In March, the European Union Commission imposed an EU-wide entry ban on non-essential entry for third-country nationals: something that no one foresaw continuing for months on end. Unmarried couples who have been apart are calling for an exception, using the hashtags #LiftTheTravelBan and #LoveIsNotTourism. So far, a few countries have reopened to them, including the Netherlands, Czechia, Austria, Switzerland, and most of Scandinavia.

For Sarah and Jacob, everything is on pause until the Canadian government responds to a petition started by the group Advocacy for Family Reunification at the Canadian Border. It asks Ottawa to relax the ban against unwed couples, arguing that special exemptions have already been made for hockey players.
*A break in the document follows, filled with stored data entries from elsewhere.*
//! Incremental sync orchestrator.
//!
//! Two watches drive the engine while it idles:
//!
//! - the corpus root (recursive, `.md` only) feeds targeted syncs through a
//!   debouncer, so an editor's burst of events becomes one pass per quiet
//!   period. A settled path that still exists is synced; one that is gone is
//!   retracted. A rename therefore surfaces as one retraction plus one sync.
//! - the store file itself triggers community recomputation after external
//!   writes settle, behind the shared writer-active flag so the detector's
//!   own writes never re-trigger it.
//!
//! Maintenance piggybacks on applied changes: every N changes runs a
//! full-text optimize, and a wall-clock interval forces space reclamation.
//! Both are best-effort; their failures are logged, never propagated to the
//! event that scheduled them.

use crate::engine::EngineCore;
use crate::error::{EngineError, Result};
use crate::graph::sync;
use notify::{RecommendedWatcher, RecursiveMode, Watcher};
use notify_debouncer_mini::{new_debouncer, DebouncedEvent, Debouncer};
use std::path::PathBuf;
use std::sync::atomic::{AtomicU64, Ordering};
use std::sync::mpsc::{self, RecvTimeoutError};
use std::sync::{Arc, Mutex};
use std::thread::JoinHandle;
use std::time::{Duration, Instant};
use tracing::{debug, error, info, warn};

/// An active watch session. Dropping it stops both watches.
pub struct SyncOrchestrator {
    _corpus: Debouncer<RecommendedWatcher>,
    _store: Option<StoreWatch>,
}

struct StoreWatch {
    _watcher: RecommendedWatcher,
    _debounce_thread: JoinHandle<()>,
}

/// Counters for change-driven maintenance scheduling.
struct MaintenanceState {
    changes_since_optimize: AtomicU64,
    optimize_every: u64,
    last_vacuum: Mutex<Instant>,
    vacuum_interval: Duration,
}

impl MaintenanceState {
    fn new(optimize_every: u64, vacuum_interval: Duration) -> Self {
        Self {
            changes_since_optimize: AtomicU64::new(0),
            optimize_every: optimize_every.max(1),
            last_vacuum: Mutex::new(Instant::now()),
            vacuum_interval,
        }
    }

    /// Record applied changes; run whatever maintenance is due. Failures are
    /// logged and swallowed.
    fn record(&self, core: &EngineCore, applied: u64) {
        let total = self
            .changes_since_optimize
            .fetch_add(applied, Ordering::SeqCst)
            + applied;
        let mut run_optimize = false;
        let mut run_vacuum = false;

        if total >= self.optimize_every {
            self.changes_since_optimize.store(0, Ordering::SeqCst);
            run_optimize = true;
        }

        if self.vacuum_interval > Duration::ZERO {
            let mut last = self.last_vacuum.lock().expect("maintenance lock poisoned");
            if last.elapsed() >= self.vacuum_interval {
                *last = Instant::now();
                run_vacuum = true;
                run_optimize = true;
            }
        }

        if !(run_optimize || run_vacuum) {
            return;
        }

        match core.connection() {
            Ok(conn) => {
                if run_optimize {
                    if let Err(err) = sync::optimize_full_text(&conn) {
                        warn!(error = %err, "scheduled full-text optimize failed");
                    }
                }
                if run_vacuum {
                    if let Err(err) = sync::reclaim_space(&conn) {
                        warn!(error = %err, "scheduled space reclamation failed");
                    }
                }
            }
            Err(err) => warn!(error = %err, "maintenance could not open store"),
        }
    }
}

impl SyncOrchestrator {
    /// Start watching the corpus root and the store file.
    pub(crate) fn start(core: Arc<EngineCore>, debounce_ms: Option<u64>) -> Result<Self> {
        let debounce_ms = debounce_ms.unwrap_or(core.config().watcher.debounce_ms);
        if !(10..=10_000).contains(&debounce_ms) {
            return Err(EngineError::invalid(
                "debounce_ms",
                "must be between 10 and 10000 milliseconds",
            ));
        }

        let root = core.config().resolved_root();
        std::fs::create_dir_all(&root)?;

        let maintenance = Arc::new(MaintenanceState::new(
            core.config().watcher.optimize_every,
            Duration::from_secs(core.config().watcher.vacuum_interval_hours * 3600),
        ));

        let corpus_core = core.clone();
        let corpus_maintenance = maintenance.clone();
        let mut corpus = new_debouncer(
            Duration::from_millis(debounce_ms),
            move |result: std::result::Result<Vec<DebouncedEvent>, notify::Error>| match result {
                Ok(events) => {
                    handle_corpus_events(&corpus_core, &corpus_maintenance, events)
                }
                // OS-level watch failures (e.g. overflow) are surfaced, not masked
                Err(err) => error!(error = %err, "corpus watcher error"),
            },
        )?;
        corpus.watcher().watch(&root, RecursiveMode::Recursive)?;

        let store = start_store_watch(core.clone())?;

        info!(
            root = %root.display(),
            debounce_ms,
            "incremental sync watcher started"
        );

        Ok(Self {
            _corpus: corpus,
            _store: store,
        })
    }
}

/// Apply one debounced batch of corpus events as a targeted sync.
fn handle_corpus_events(
    core: &EngineCore,
    maintenance: &MaintenanceState,
    events: Vec<DebouncedEvent>,
) {
    let mut paths: Vec<PathBuf> = events
        .into_iter()
        .map(|event| event.path)
        .filter(|path| path.extension().is_some_and(|ext| ext == "md"))
        .collect();
    paths.sort();
    paths.dedup();
    if paths.is_empty() {
        return;
    }

    match core.sync_paths(&paths) {
        Ok(report) => {
            debug!(
                paths = paths.len(),
                processed = report.documents_processed,
                removed = report.documents_removed,
                "incremental sync applied"
            );
            maintenance.record(core, paths.len() as u64);
        }
        Err(err) => warn!(error = %err, "incremental sync failed"),
    }
}

/// Watch the store file and recompute communities after writes settle.
///
/// Uses a raw watcher plus a manually re-armed deadline: the writer-active
/// check must happen at raw-event time, before the debounce delay, or the
/// detector's own (already finished) writes would look external.
fn start_store_watch(core: Arc<EngineCore>) -> Result<Option<StoreWatch>> {
    let db_path = core.config().resolved_db_path();
    let Some(db_dir) = db_path.parent().map(PathBuf::from) else {
        return Ok(None);
    };
    if !db_dir.exists() {
        return Ok(None);
    }
    let db_name = db_path
        .file_name()
        .map(|n| n.to_string_lossy().into_owned())
        .unwrap_or_default();

    let (kick_tx, kick_rx) = mpsc::channel::<()>();

    let event_core = core.clone();
    let event_name = db_name.clone();
    let mut watcher = notify::recommended_watcher(
        move |result: notify::Result<notify::Event>| match result {
            Ok(event) => {
                let touches_store = event.paths.iter().any(|p| {
                    p.file_name()
                        .map(|n| n.to_string_lossy().starts_with(event_name.as_str()))
                        .unwrap_or(false)
                });
                if touches_store && !event_core.community_writer_active() {
                    let _ = kick_tx.send(());
                }
            }
            Err(err) => error!(error = %err, "store watcher error"),
        },
    )?;
    watcher.watch(&db_dir, RecursiveMode::NonRecursive)?;

    let debounce = Duration::from_millis(core.config().watcher.community_debounce_ms);
    let detect_core = core;
    let handle = std::thread::spawn(move || {
        let mut deadline: Option<Instant> = None;
        loop {
            let timeout = deadline
                .map(|d| d.saturating_duration_since(Instant::now()))
                .unwrap_or(Duration::from_secs(3600));
            match kick_rx.recv_timeout(timeout) {
                // Every write re-arms the deadline; detection fires once per
                // quiet period, not once per event
                Ok(()) => deadline = Some(Instant::now() + debounce),
                Err(RecvTimeoutError::Timeout) => {
                    if deadline.take().is_some() {
                        match detect_core.detect_communities() {
                            Ok((count, modularity)) => info!(
                                communities = count,
                                modularity,
                                "community recomputation complete"
                            ),
                            Err(err) => warn!(error = %err, "community recomputation failed"),
                        }
                    }
                }
                Err(RecvTimeoutError::Disconnected) => break,
            }
        }
    });

    Ok(Some(StoreWatch {
        _watcher: watcher,
        _debounce_thread: handle,
    }))
}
“People ask, ‘What can I do for you?’” Sarah says. “But the petition closed, and my answer has always been: pray. It makes a difference. We believe in that. Last night, even Jacob’s church met in the church parking lot to hold a prayer meeting for us, which is so meaningful. Just to know that there’s such a group of people in Canada, the United States, and England — we’re talking international prayer here — it’s just so encouraging.”

A “superhero” moment at the wedding of key workers Bazz Deacon and Ruth Lumbers

As Sarah and Jacob wait to be reunited, they continue to video call and share what they call “Bible thoughts” with each other. “Basically, it’s our daily devotionals,” she says. “When one of us is down, the other one picks them up. And when both of us are down, we just pray, and the Lord picks us up.”

A few days after speaking to Sarah, I caught up with Ruth and Abie. Both are now delighted to be married, after weddings that were both joyful and strange. “I do think we’re a part of history,” Abie says.

“It was a unique wedding,” Ruth says, “but totally befitting us as a couple.” She tells me that Bazz, a comic fan, wore a superhero shirt under his suit, which is certainly befitting for a couple who have worked throughout the pandemic as key workers.

Speaking to couples who have overcome a historic summer is a reminder that no engaged couple can be certain how their wedding may unfold in the future, but one thing is clear. For Sarah, it was summed up perfectly in a message that she received from her sister: “There’s a lot of uncertainty right now, but it makes us cling to the things that we are certain of: our love for each other.”

 

Sarah Woolley is a freelance writer.